— EXERCISE INSTRUCTIONS —
All lines in the records below with the word "expect" must be returned.
RECORDS below:
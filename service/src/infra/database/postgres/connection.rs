//! [`Connection`] definitions.

use std::{fmt, future::Future};

use futures::{FutureExt as _, TryFutureExt as _};
use ouroboros::self_referencing;
use tokio_postgres::{types::ToSql, Row, ToStatement};
use tracerr::Traced;

use crate::infra::database::{self, postgres};

pub use deadpool_postgres::{
    Client as NonTx, CreatePoolError as PoolCreationError, Pool, PoolError,
};
pub use tokio_postgres::Error;

/// Transactional Postgres database [`Connection`].
#[self_referencing]
pub struct Tx {
    /// [`NonTx`] [`Connection`] the transaction was started from.
    non_tx: NonTx,

    /// Transaction started in the [`Connection`].
    #[borrows(mut non_tx)]
    #[not_covariant]
    tx: Option<deadpool_postgres::Transaction<'this>>,
}

impl fmt::Debug for Tx {
    fn fmt(&self, f: &mut fmt::Formatter<'_>) -> fmt::Result {
        f.debug_struct("Tx")
            .field("tx", self.tx())
            .finish_non_exhaustive()
    }
}

impl Tx {
    /// Returns the underlying [`Transaction`] of this [`Tx`] connection.
    ///
    /// [`Transaction`]: deadpool_postgres::Transaction
    fn tx(&self) -> &deadpool_postgres::Transaction<'_> {
        self.with_tx(|tx| tx.as_ref().expect("already committed"))
    }

    /// Creates a new [`Tx`] from the provided [`NonTx`] [`Connection`].
    ///
    /// # Errors
    ///
    /// If failed to create a new [`Tx`] from the provided [`NonTx`].
    pub async fn from_non_tx(
        client: NonTx,
    ) -> Result<Tx, Traced<database::Error>> {
        Tx::try_new_async_send(client, |c| c.transaction().map_ok(Some).boxed())
            .await
            .map_err(tracerr::from_and_wrap!(=> postgres::Error))
            .map_err(tracerr::map_from)
    }

    /// Commits this [`Tx`].
    ///
    /// # Errors
    ///
    /// If failed to commit this [`Tx`].
    #[expect(clippy::missing_panics_doc, reason = "infallible")]
    pub async fn commit(mut self) -> Result<(), Traced<database::Error>> {
        #[expect(
            clippy::redundant_closure_for_method_calls,
            reason = "different variance, see \
                      https://doc.rust-lang.org/nomicon/subtyping.html#variance"
        )]
        self.with_tx_mut(|tx| tx.take())
            .expect("already committed")
            .commit()
            .await
            .map_err(tracerr::from_and_wrap!(=> postgres::Error))
            .map_err(tracerr::map_from)
    }
}

/// Generic database connection.
pub trait Connection {
    /// Queries the provided statement with the given parameters and returns the
    /// resulting rows.
    ///
    /// # Errors
    ///
    /// If failed to query the statement.
    fn query<T>(
        &self,
        stmt: &T,
        params: &[&(dyn ToSql + Sync)],
    ) -> impl Future<Output = Result<Vec<Row>, Traced<database::Error>>>
    where
        T: ToStatement + ?Sized;

    /// Queries the provided statement with the given parameters and returns the
    /// optional resulting row.
    ///
    /// # Errors
    ///
    /// If failed to query the statement.
    fn query_opt<T>(
        &self,
        stmt: &T,
        params: &[&(dyn ToSql + Sync)],
    ) -> impl Future<Output = Result<Option<Row>, Traced<database::Error>>>
    where
        T: ToStatement + ?Sized;

    /// Executes the provided statement with the given parameters and returns
    /// the number of affected rows.
    ///
    /// # Errors
    ///
    /// If failed to execute the statement.
    fn exec<T>(
        &self,
        stmt: &T,
        params: &[&(dyn ToSql + Sync)],
    ) -> impl Future<Output = Result<u64, Traced<database::Error>>>
    where
        T: ToStatement + ?Sized;
}

impl Connection for NonTx {
    async fn query<T>(
        &self,
        stmt: &T,
        params: &[&(dyn ToSql + Sync)],
    ) -> Result<Vec<Row>, Traced<database::Error>>
    where
        T: ToStatement + ?Sized,
    {
        (**self)
            .query(stmt, params)
            .await
            .map_err(tracerr::from_and_wrap!(=> postgres::Error))
            .map_err(tracerr::map_from)
    }

    async fn query_opt<T>(
        &self,
        stmt: &T,
        params: &[&(dyn ToSql + Sync)],
    ) -> Result<Option<Row>, Traced<database::Error>>
    where
        T: ToStatement + ?Sized,
    {
        (**self)
            .query_opt(stmt, params)
            .await
            .map_err(tracerr::from_and_wrap!(=> postgres::Error))
            .map_err(tracerr::map_from)
    }

    async fn exec<T>(
        &self,
        stmt: &T,
        params: &[&(dyn ToSql + Sync)],
    ) -> Result<u64, Traced<database::Error>>
    where
        T: ToStatement + ?Sized,
    {
        (**self)
            .execute(stmt, params)
            .await
            .map_err(tracerr::from_and_wrap!(=> postgres::Error))
            .map_err(tracerr::map_from)
    }
}

impl Connection for Tx {
    async fn query<T>(
        &self,
        stmt: &T,
        params: &[&(dyn ToSql + Sync)],
    ) -> Result<Vec<Row>, Traced<database::Error>>
    where
        T: ToStatement + ?Sized,
    {
        self.tx()
            .query(stmt, params)
            .await
            .map_err(tracerr::from_and_wrap!(=> postgres::Error))
            .map_err(tracerr::map_from)
    }

    async fn query_opt<T>(
        &self,
        stmt: &T,
        params: &[&(dyn ToSql + Sync)],
    ) -> Result<Option<Row>, Traced<database::Error>>
    where
        T: ToStatement + ?Sized,
    {
        self.tx()
            .query_opt(stmt, params)
            .await
            .map_err(tracerr::from_and_wrap!(=> postgres::Error))
            .map_err(tracerr::map_from)
    }

    async fn exec<T>(
        &self,
        stmt: &T,
        params: &[&(dyn ToSql + Sync)],
    ) -> Result<u64, Traced<database::Error>>
    where
        T: ToStatement + ?Sized,
    {
        self.tx()
            .execute(stmt, params)
            .await
            .map_err(tracerr::from_and_wrap!(=> postgres::Error))
            .map_err(tracerr::map_from)
    }
}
End of RECORDS.
— TASK RESPONSE —
        self.with_tx(|tx| tx.as_ref().expect("already committed"))
    #[expect(clippy::missing_panics_doc, reason = "infallible")]
        #[expect(
            .expect("already committed")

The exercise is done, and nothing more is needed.